Only lines holding the string "waiting" are wanted; copy each one from the material.

━━━━━━

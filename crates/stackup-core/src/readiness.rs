//! Readiness polling against the cluster API.
//!
//! Namespace existence is polled at a fixed interval with a bounded attempt
//! count; never seeing it is fatal because nothing downstream can exist.
//! Workload readiness is bounded by a per-target deadline and *degrades*
//! on timeout: diagnostics are collected and the pipeline moves on to the
//! health check, which is the more representative signal.

use std::time::Duration;

use serde::Serialize;
use tracing::{info, warn};

use crate::error::{Result, StackupError};
use crate::exec::{CommandOutput, CommandRunner, Invocation};
use crate::poll::{poll_until, Attempt, OnTimeout, PollOutcome, PollPolicy};

/// Number of event lines kept in a diagnostic dump.
const EVENT_TAIL: usize = 20;

/// A workload identified by namespace and label selector.
#[derive(Debug, Clone, PartialEq, Eq, Serialize)]
pub struct ReadinessTarget {
    pub name: String,
    pub namespace: String,
    pub selector: String,
    #[serde(with = "secs")]
    pub timeout: Duration,
}

#[derive(Debug, Clone, Default, PartialEq, Eq, Serialize)]
pub struct Diagnostics {
    pub pods: String,
    pub events: String,
}

#[derive(Debug, Clone, PartialEq, Eq, Serialize)]
#[serde(tag = "state", rename_all = "snake_case")]
pub enum WorkloadReadiness {
    Ready {
        attempts: u32,
    },
    Degraded {
        attempts: u32,
        diagnostics: Diagnostics,
    },
}

// ---------------------------------------------------------------------------
// Namespace
// ---------------------------------------------------------------------------

/// Poll for `name` every `interval`, at most `max_attempts` times. Returns the
/// number of probes it took.
pub async fn wait_for_namespace<R: CommandRunner>(
    runner: &R,
    name: &str,
    max_attempts: u32,
    interval: Duration,
) -> Result<u32> {
    info!(namespace = name, max_attempts, "waiting for namespace");
    let policy = PollPolicy::attempts(max_attempts, interval, OnTimeout::Fatal);
    let outcome = poll_until(&policy, move |_attempt| {
        let probe = Invocation::new("kubectl").args(["get", "namespace", name, "-o", "name"]);
        async move { settle(runner.run(&probe).await) }
    })
    .await;

    match lift(outcome)? {
        PollOutcome::Ready { attempts, .. } => {
            info!(namespace = name, attempts, "namespace present");
            Ok(attempts)
        }
        PollOutcome::Exhausted { attempts, .. } => Err(StackupError::NamespaceMissing {
            name: name.to_string(),
            attempts,
        }),
    }
}

// ---------------------------------------------------------------------------
// Pods
// ---------------------------------------------------------------------------

/// Repeated `kubectl wait --for=condition=Ready pod` under `policy`. Each call
/// blocks for at most the time left before the deadline; calls that fail fast
/// (no pod matches the selector yet) are retried after `policy.interval`.
pub async fn wait_pods_ready<R: CommandRunner>(
    runner: &R,
    namespace: &str,
    selector: &str,
    policy: &PollPolicy,
) -> Result<PollOutcome<()>> {
    let fallback = policy.interval;
    let outcome = poll_until(policy, move |attempt: Attempt| {
        let probe = Invocation::new("kubectl").args([
            "wait".to_string(),
            "--for=condition=Ready".to_string(),
            "pod".to_string(),
            "-l".to_string(),
            selector.to_string(),
            "-n".to_string(),
            namespace.to_string(),
            format!("--timeout={}s", attempt.remaining_secs(fallback)),
        ]);
        async move { settle(runner.run(&probe).await) }
    })
    .await;
    lift(outcome)
}

/// Wait for one workload. Never fatal on timeout.
pub async fn wait_for_workload_ready<R: CommandRunner>(
    runner: &R,
    target: &ReadinessTarget,
    interval: Duration,
) -> Result<WorkloadReadiness> {
    info!(
        workload = %target.name,
        namespace = %target.namespace,
        selector = %target.selector,
        timeout_secs = target.timeout.as_secs(),
        "waiting for workload"
    );
    let policy = PollPolicy::deadline(target.timeout, interval, OnTimeout::Degraded);
    match wait_pods_ready(runner, &target.namespace, &target.selector, &policy).await? {
        PollOutcome::Ready { attempts, .. } => {
            info!(workload = %target.name, "workload ready");
            Ok(WorkloadReadiness::Ready { attempts })
        }
        PollOutcome::Exhausted { attempts, .. } => {
            let diagnostics = collect_diagnostics(runner, &target.namespace).await;
            warn!(
                workload = %target.name,
                timeout_secs = target.timeout.as_secs(),
                "workload not ready in time; continuing\n--- pods ---\n{}\n--- recent events ---\n{}",
                diagnostics.pods,
                diagnostics.events
            );
            Ok(WorkloadReadiness::Degraded {
                attempts,
                diagnostics,
            })
        }
    }
}

/// Current pod listing and the most recent events of `namespace`. Listings
/// that cannot be produced are replaced by the reason.
pub async fn collect_diagnostics<R: CommandRunner>(runner: &R, namespace: &str) -> Diagnostics {
    let pods = runner
        .run(&Invocation::new("kubectl").args(["get", "pods", "-n", namespace, "-o", "wide"]))
        .await;
    let events = runner
        .run(&Invocation::new("kubectl").args([
            "get",
            "events",
            "-n",
            namespace,
            "--sort-by=.lastTimestamp",
        ]))
        .await;
    Diagnostics {
        pods: listing(pods),
        events: tail_lines(&listing(events), EVENT_TAIL),
    }
}

fn listing(result: Result<CommandOutput>) -> String {
    match result {
        Ok(out) if out.success() => out.stdout.trim_end().to_string(),
        Ok(out) => format!("(unavailable: {})", out.diagnostic()),
        Err(e) => format!("(unavailable: {e})"),
    }
}

/// Keep the header line plus the last `keep - 1` lines.
fn tail_lines(text: &str, keep: usize) -> String {
    let lines: Vec<&str> = text.lines().collect();
    if lines.len() <= keep {
        return text.to_string();
    }
    let mut kept = vec![lines[0]];
    kept.extend_from_slice(&lines[lines.len() - (keep - 1)..]);
    kept.join("\n")
}

/// A probe result for [`poll_until`]: success stops the poll, a non-zero exit
/// retries, and a spawn error stops it with the error.
pub(crate) fn settle(result: Result<CommandOutput>) -> Option<Result<()>> {
    match result {
        Ok(out) if out.success() => Some(Ok(())),
        Ok(_) => None,
        Err(e) => Some(Err(e)),
    }
}

/// Turn a poll whose probe may have hit a spawn error into a plain outcome.
pub(crate) fn lift(outcome: PollOutcome<Result<()>>) -> Result<PollOutcome<()>> {
    match outcome {
        PollOutcome::Ready {
            value,
            attempts,
            elapsed,
        } => value.map(|()| PollOutcome::Ready {
            value: (),
            attempts,
            elapsed,
        }),
        PollOutcome::Exhausted {
            attempts,
            elapsed,
            on_timeout,
        } => Ok(PollOutcome::Exhausted {
            attempts,
            elapsed,
            on_timeout,
        }),
    }
}

mod secs {
    use serde::Serializer;
    use std::time::Duration;

    pub fn serialize<S: Serializer>(d: &Duration, s: S) -> Result<S::Ok, S::Error> {
        s.serialize_u64(d.as_secs())
    }
}

// ---------------------------------------------------------------------------
// Tests
// ---------------------------------------------------------------------------

#[cfg(test)]
mod tests {
    use super::*;
    use crate::testing::FakeRunner;
    use tokio::time::Instant;

    fn not_found() -> CommandOutput {
        CommandOutput::failed(1, "Error from server (NotFound): namespaces \"keycloak\" not found")
    }

    fn target(timeout_secs: u64) -> ReadinessTarget {
        ReadinessTarget {
            name: "application".into(),
            namespace: "keycloak".into(),
            selector: "app.kubernetes.io/name=keycloak".into(),
            timeout: Duration::from_secs(timeout_secs),
        }
    }

    #[tokio::test(start_paused = true)]
    async fn namespace_found_on_third_probe_returns_early() {
        let runner = FakeRunner::new().on("kubectl get namespace keycloak", |n| {
            if n >= 3 {
                CommandOutput::ok("namespace/keycloak")
            } else {
                not_found()
            }
        });
        let start = Instant::now();
        let attempts = wait_for_namespace(&runner, "keycloak", 60, Duration::from_secs(2))
            .await
            .unwrap();
        assert_eq!(attempts, 3);
        assert_eq!(runner.count("kubectl get namespace"), 3);
        let elapsed = start.elapsed();
        assert!(elapsed >= Duration::from_secs(4) && elapsed < Duration::from_secs(10));
    }

    #[tokio::test(start_paused = true)]
    async fn namespace_never_appearing_fails_after_exactly_n_probes() {
        let runner = FakeRunner::new().on("kubectl get namespace", |_| not_found());
        let err = wait_for_namespace(&runner, "keycloak", 60, Duration::from_secs(2))
            .await
            .unwrap_err();
        assert!(matches!(
            err,
            StackupError::NamespaceMissing { attempts: 60, .. }
        ));
        assert_eq!(runner.count("kubectl get namespace"), 60);
    }

    #[tokio::test(start_paused = true)]
    async fn workload_with_no_pods_degrades_after_the_full_window() {
        let runner = FakeRunner::new()
            .on("kubectl wait", |_| {
                CommandOutput::failed(1, "error: no matching resources found")
            })
            .on("kubectl get pods", |_| {
                CommandOutput::ok("NAME   READY   STATUS\npostgresql-0   1/1   Running\n")
            })
            .on("kubectl get events", |_| {
                CommandOutput::ok("LAST SEEN   TYPE   REASON\n10s   Warning   FailedScheduling\n")
            });
        let start = Instant::now();
        let readiness = wait_for_workload_ready(&runner, &target(600), Duration::from_secs(5))
            .await
            .unwrap();
        assert!(start.elapsed() >= Duration::from_secs(600));

        let WorkloadReadiness::Degraded {
            attempts,
            diagnostics,
        } = readiness
        else {
            panic!("expected Degraded");
        };
        assert!(attempts > 1);
        assert!(diagnostics.pods.contains("postgresql-0"));
        assert!(diagnostics.events.contains("FailedScheduling"));
    }

    #[tokio::test(start_paused = true)]
    async fn workload_ready_on_second_wait() {
        let runner = FakeRunner::new().on("kubectl wait", |n| {
            if n == 2 {
                CommandOutput::ok("pod/keycloak-0 condition met")
            } else {
                CommandOutput::failed(1, "error: no matching resources found")
            }
        });
        let readiness = wait_for_workload_ready(&runner, &target(1200), Duration::from_secs(5))
            .await
            .unwrap();
        assert_eq!(readiness, WorkloadReadiness::Ready { attempts: 2 });
        assert_eq!(runner.count("kubectl get pods"), 0);
    }

    #[tokio::test(start_paused = true)]
    async fn wait_passes_the_remaining_budget_as_timeout() {
        let runner = FakeRunner::new();
        wait_for_workload_ready(&runner, &target(900), Duration::from_secs(5))
            .await
            .unwrap();
        assert_eq!(
            runner.calls(),
            vec![
                "kubectl wait --for=condition=Ready pod -l app.kubernetes.io/name=keycloak -n keycloak --timeout=900s"
                    .to_string()
            ]
        );
    }

    #[tokio::test]
    async fn diagnostics_survive_failing_listings() {
        let runner = FakeRunner::new()
            .on("kubectl get pods", |_| CommandOutput::failed(1, "connection refused"));
        let diag = collect_diagnostics(&runner, "keycloak").await;
        assert!(diag.pods.contains("unavailable"));
        assert!(diag.pods.contains("connection refused"));
    }

    #[tokio::test(start_paused = true)]
    async fn unstartable_listing_still_degrades_instead_of_failing() {
        let runner = FakeRunner::new()
            .on("kubectl wait", |_| {
                CommandOutput::failed(1, "error: no matching resources found")
            })
            .unstartable("kubectl get");
        let readiness = wait_for_workload_ready(&runner, &target(30), Duration::from_secs(10))
            .await
            .unwrap();
        let WorkloadReadiness::Degraded { diagnostics, .. } = readiness else {
            panic!("expected Degraded");
        };
        assert!(
            diagnostics.pods.contains("failed to spawn 'kubectl'"),
            "{}",
            diagnostics.pods
        );
        assert!(diagnostics.events.contains("unavailable"));
    }

    #[test]
    fn tail_keeps_header_and_latest_lines() {
        let text: String = std::iter::once("HEADER".to_string())
            .chain((1..=30).map(|i| format!("event {i}")))
            .collect::<Vec<_>>()
            .join("\n");
        let tail = tail_lines(&text, 5);
        assert_eq!(tail, "HEADER\nevent 27\nevent 28\nevent 29\nevent 30");
    }
}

━━━━━━

▸ **Exercise answer**:
    info!(namespace = name, max_attempts, "waiting for namespace");
        "waiting for workload"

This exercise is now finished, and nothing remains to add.